- [THE TASK] Collect every line of the records below that contains the word "Reverse".

- [INFORMATION GIVEN]
******

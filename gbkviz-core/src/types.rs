use serde::{Deserialize, Serialize};
use std::fmt;
use std::str::FromStr;

use crate::error::GbkvizError;

#[derive(Debug, Clone, Copy, PartialEq, Eq, Hash, Serialize, Deserialize)]
pub enum Strand {
    Forward,
    Reverse,
}

impl Strand {
    pub fn flipped(self) -> Self {
        match self {
            Strand::Forward => Strand::Reverse,
            Strand::Reverse => Strand::Forward,
        }
    }

    /// GenBank-style strand sign (+1 / -1)
    pub fn sign(self) -> i8 {
        match self {
            Strand::Forward => 1,
            Strand::Reverse => -1,
        }
    }
}

impl From<bool> for Strand {
    fn from(forward: bool) -> Self {
        if forward {
            Strand::Forward
        } else {
            Strand::Reverse
        }
    }
}

impl From<Strand> for char {
    fn from(strand: Strand) -> Self {
        match strand {
            Strand::Forward => '+',
            Strand::Reverse => '-',
        }
    }
}

/// Sequence type of the genome comparison; selects nucmer or promer
#[derive(Debug, Clone, Copy, PartialEq, Eq, Hash, Serialize, Deserialize)]
#[serde(rename_all = "lowercase")]
pub enum SeqType {
    Nucleotide,
    Protein,
}

impl SeqType {
    pub fn as_str(self) -> &'static str {
        match self {
            SeqType::Nucleotide => "nucleotide",
            SeqType::Protein => "protein",
        }
    }

    /// Number of columns show-coords emits per row in this mode
    pub fn coords_columns(self) -> usize {
        match self {
            SeqType::Nucleotide => 9,
            SeqType::Protein => 13,
        }
    }
}

impl FromStr for SeqType {
    type Err = GbkvizError;

    fn from_str(s: &str) -> Result<Self, Self::Err> {
        match s.trim().to_ascii_lowercase().as_str() {
            "nucleotide" => Ok(SeqType::Nucleotide),
            "protein" => Ok(SeqType::Protein),
            _ => Err(GbkvizError::InvalidSeqType(s.to_string())),
        }
    }
}

impl fmt::Display for SeqType {
    fn fmt(&self, f: &mut fmt::Formatter<'_>) -> fmt::Result {
        f.write_str(self.as_str())
    }
}

/// delta-filter mapping mode
#[derive(Debug, Clone, Copy, PartialEq, Eq, Hash, Serialize, Deserialize)]
pub enum MapType {
    #[serde(rename = "one-to-one")]
    OneToOne,
    #[serde(rename = "many-to-many")]
    ManyToMany,
}

impl MapType {
    pub fn as_str(self) -> &'static str {
        match self {
            MapType::OneToOne => "one-to-one",
            MapType::ManyToMany => "many-to-many",
        }
    }

    pub fn filter_flag(self) -> &'static str {
        match self {
            MapType::OneToOne => "-1",
            MapType::ManyToMany => "-m",
        }
    }
}

impl FromStr for MapType {
    type Err = GbkvizError;

    fn from_str(s: &str) -> Result<Self, Self::Err> {
        match s.trim().to_ascii_lowercase().as_str() {
            "one-to-one" => Ok(MapType::OneToOne),
            "many-to-many" => Ok(MapType::ManyToMany),
            _ => Err(GbkvizError::InvalidMapType(s.to_string())),
        }
    }
}

impl fmt::Display for MapType {
    fn fmt(&self, f: &mut fmt::Formatter<'_>) -> fmt::Result {
        f.write_str(self.as_str())
    }
}

/// 8-bit RGB color, written and parsed as `#RRGGBB`
#[derive(Debug, Clone, Copy, PartialEq, Eq, Hash, Serialize, Deserialize)]
#[serde(try_from = "String", into = "String")]
pub struct Rgb {
    pub r: u8,
    pub g: u8,
    pub b: u8,
}

impl Rgb {
    pub const WHITE: Rgb = Rgb::new(0xFF, 0xFF, 0xFF);
    pub const BLACK: Rgb = Rgb::new(0x00, 0x00, 0x00);
    pub const BLUE: Rgb = Rgb::new(0x00, 0x00, 0xFF);
    pub const RED: Rgb = Rgb::new(0xFF, 0x00, 0x00);

    pub const fn new(r: u8, g: u8, b: u8) -> Self {
        Self { r, g, b }
    }

    /// Linear blend: `t = 0.0` gives `self`, `t = 1.0` gives `other`
    pub fn lerp(self, other: Rgb, t: f64) -> Rgb {
        let t = t.clamp(0.0, 1.0);
        let mix = |a: u8, b: u8| (a as f64 + (b as f64 - a as f64) * t).round() as u8;
        Rgb::new(mix(self.r, other.r), mix(self.g, other.g), mix(self.b, other.b))
    }
}

impl FromStr for Rgb {
    type Err = GbkvizError;

    fn from_str(s: &str) -> Result<Self, Self::Err> {
        let hex = s.trim();
        let hex = hex.strip_prefix('#').unwrap_or(hex);
        if hex.len() != 6 || !hex.is_ascii() {
            return Err(GbkvizError::InvalidColor(s.to_string()));
        }
        let channel = |range: std::ops::Range<usize>| {
            u8::from_str_radix(&hex[range], 16).map_err(|_| GbkvizError::InvalidColor(s.to_string()))
        };
        Ok(Rgb::new(channel(0..2)?, channel(2..4)?, channel(4..6)?))
    }
}

impl TryFrom<String> for Rgb {
    type Error = GbkvizError;

    fn try_from(value: String) -> Result<Self, Self::Error> {
        value.parse()
    }
}

impl From<Rgb> for String {
    fn from(color: Rgb) -> Self {
        color.to_string()
    }
}

impl fmt::Display for Rgb {
    fn fmt(&self, f: &mut fmt::Formatter<'_>) -> fmt::Result {
        write!(f, "#{:02X}{:02X}{:02X}", self.r, self.g, self.b)
    }
}
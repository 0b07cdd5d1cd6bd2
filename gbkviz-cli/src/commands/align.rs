//! Align command implementation - FASTA files to a MUMmer coordinate table

use anyhow::Result;
use clap::Args;
use std::path::PathBuf;

use super::{align_and_filter, close_session, ensure_inputs_exist, ensure_tools, open_session, AlignOptions, AlignSettings};
use crate::config::Config;
use crate::error::CliError;
use gbkviz_core::io::write_coords_tsv;

#[derive(Args, Debug)]
pub struct AlignArgs {
    /// FASTA files; each file is aligned against the next one
    #[arg(required = true, num_args = 2..)]
    pub fastas: Vec<PathBuf>,

    /// Output coordinate table (TSV)
    #[arg(short, long)]
    pub out: PathBuf,

    #[command(flatten)]
    pub alignment: AlignOptions,

    /// Keep the MUMmer working directory
    #[arg(long)]
    pub keep_work: bool,
}

pub fn execute(config: &Config, threads: Option<usize>, args: AlignArgs) -> Result<()> {
    if args.fastas.len() < 2 {
        return Err(CliError::invalid_argument("at least two FASTA files are needed").into());
    }
    ensure_inputs_exist(&args.fastas)?;
    ensure_tools(config)?;

    let settings = AlignSettings::resolve(config, threads, &args.alignment);
    log::info!(
        "Aligning {} FASTA files ({} {})",
        args.fastas.len(),
        settings.seqtype,
        settings.maptype
    );

    let session = open_session(config)?;
    let result = align_and_filter(&settings, config, &args.fastas, session.path());
    close_session(session, args.keep_work);
    let coords = result?;

    write_coords_tsv(&args.out, &coords)?;
    log::info!("Wrote {} alignments to {}", coords.len(), args.out.display());
    Ok(())
}
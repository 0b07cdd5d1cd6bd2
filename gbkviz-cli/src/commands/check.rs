//! Check command implementation - availability of the comparison feature

use anyhow::Result;

use crate::config::Config;
use gbkviz_core::aligner::{check_requirements, missing_tools};

pub fn execute(config: &Config) -> Result<()> {
    let tools = &config.tools;
    let missing = missing_tools(tools);
    for tool in [&tools.nucmer, &tools.promer, &tools.delta_filter, &tools.show_coords] {
        let status = if missing.contains(tool) { "missing" } else { "ok" };
        println!("{:<16} {}", tool.display(), status);
    }

    if check_requirements(tools) {
        println!("Genome comparison is available");
        Ok(())
    } else {
        // Names the unsupported host or the missing tools
        super::ensure_tools(config)
    }
}
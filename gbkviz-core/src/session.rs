//! Per-session scratch directories and their time-to-live reclamation

use std::fs;
use std::path::{Path, PathBuf};
use std::time::{Duration, SystemTime};

use crate::error::Result;

/// Default lifetime of an idle session directory
pub const DEFAULT_SESSION_TTL: Duration = Duration::from_secs(600);

#[derive(Debug, Clone, PartialEq, Eq)]
pub struct SessionDir {
    path: PathBuf,
}

impl SessionDir {
    /// Create (or reuse) `root/id`
    pub fn create<P: AsRef<Path>>(root: P, id: &str) -> Result<Self> {
        let path = root.as_ref().join(id);
        fs::create_dir_all(&path)?;
        log::debug!("Session directory {}", path.display());
        Ok(Self { path })
    }

    pub fn path(&self) -> &Path {
        &self.path
    }

    pub fn join<P: AsRef<Path>>(&self, name: P) -> PathBuf {
        self.path.join(name)
    }
}

/// Delete every directory under `root` whose last modification is older than
/// `ttl`. Returns the number of directories removed.
///
/// Failures to delete are logged and skipped: another request may still be
/// writing into a directory that is being swept.
pub fn sweep_stale<P: AsRef<Path>>(root: P, ttl: Duration) -> Result<usize> {
    sweep_stale_at(root, ttl, SystemTime::now())
}

pub fn sweep_stale_at<P: AsRef<Path>>(root: P, ttl: Duration, now: SystemTime) -> Result<usize> {
    let root = root.as_ref();
    if !root.exists() {
        return Ok(0);
    }

    let mut removed = 0;
    for entry in fs::read_dir(root)? {
        let entry = match entry {
            Ok(entry) => entry,
            Err(e) => {
                log::warn!("Skipping unreadable entry in {}: {}", root.display(), e);
                continue;
            }
        };
        let path = entry.path();
        let modified = match entry.metadata().and_then(|m| if m.is_dir() { m.modified().map(Some) } else { Ok(None) }) {
            Ok(Some(modified)) => modified,
            Ok(None) => continue,
            Err(e) => {
                log::warn!("Cannot stat {}: {}", path.display(), e);
                continue;
            }
        };

        let age = now.duration_since(modified).unwrap_or_default();
        if age <= ttl {
            continue;
        }
        match fs::remove_dir_all(&path) {
            Ok(()) => {
                log::info!("Removed stale session {} (idle {}s)", path.display(), age.as_secs());
                removed += 1;
            }
            Err(e) => log::warn!("Failed to remove stale session {}: {}", path.display(), e),
        }
    }
    Ok(removed)
}

#[cfg(test)]
mod tests {
    use super::*;

    #[test]
    fn test_create_and_join() {
        let root = tempfile::tempdir().unwrap();
        let session = SessionDir::create(root.path(), "abc").unwrap();
        assert!(session.path().is_dir());
        assert_eq!(session.join("out0.delta"), root.path().join("abc").join("out0.delta"));
        // Creating again reuses the directory
        assert!(SessionDir::create(root.path(), "abc").is_ok());
    }

    #[test]
    fn test_sweep_removes_only_stale_dirs() {
        let root = tempfile::tempdir().unwrap();
        SessionDir::create(root.path(), "s1").unwrap();
        SessionDir::create(root.path(), "s2").unwrap();
        fs::write(root.path().join("keep.txt"), "x").unwrap();

        let removed = sweep_stale_at(root.path(), DEFAULT_SESSION_TTL, SystemTime::now()).unwrap();
        assert_eq!(removed, 0);

        let later = SystemTime::now() + Duration::from_secs(3600);
        let removed = sweep_stale_at(root.path(), DEFAULT_SESSION_TTL, later).unwrap();
        assert_eq!(removed, 2);
        assert!(root.path().join("keep.txt").exists());
        assert!(!root.path().join("s1").exists());
    }

    #[test]
    fn test_sweep_missing_root() {
        let root = tempfile::tempdir().unwrap();
        assert_eq!(sweep_stale(root.path().join("absent"), DEFAULT_SESSION_TTL).unwrap(), 0);
    }
}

******

- [REPLY]
    Reverse,
            Strand::Forward => Strand::Reverse,
            Strand::Reverse => Strand::Forward,
            Strand::Reverse => -1,
            Strand::Reverse
            Strand::Reverse => '-',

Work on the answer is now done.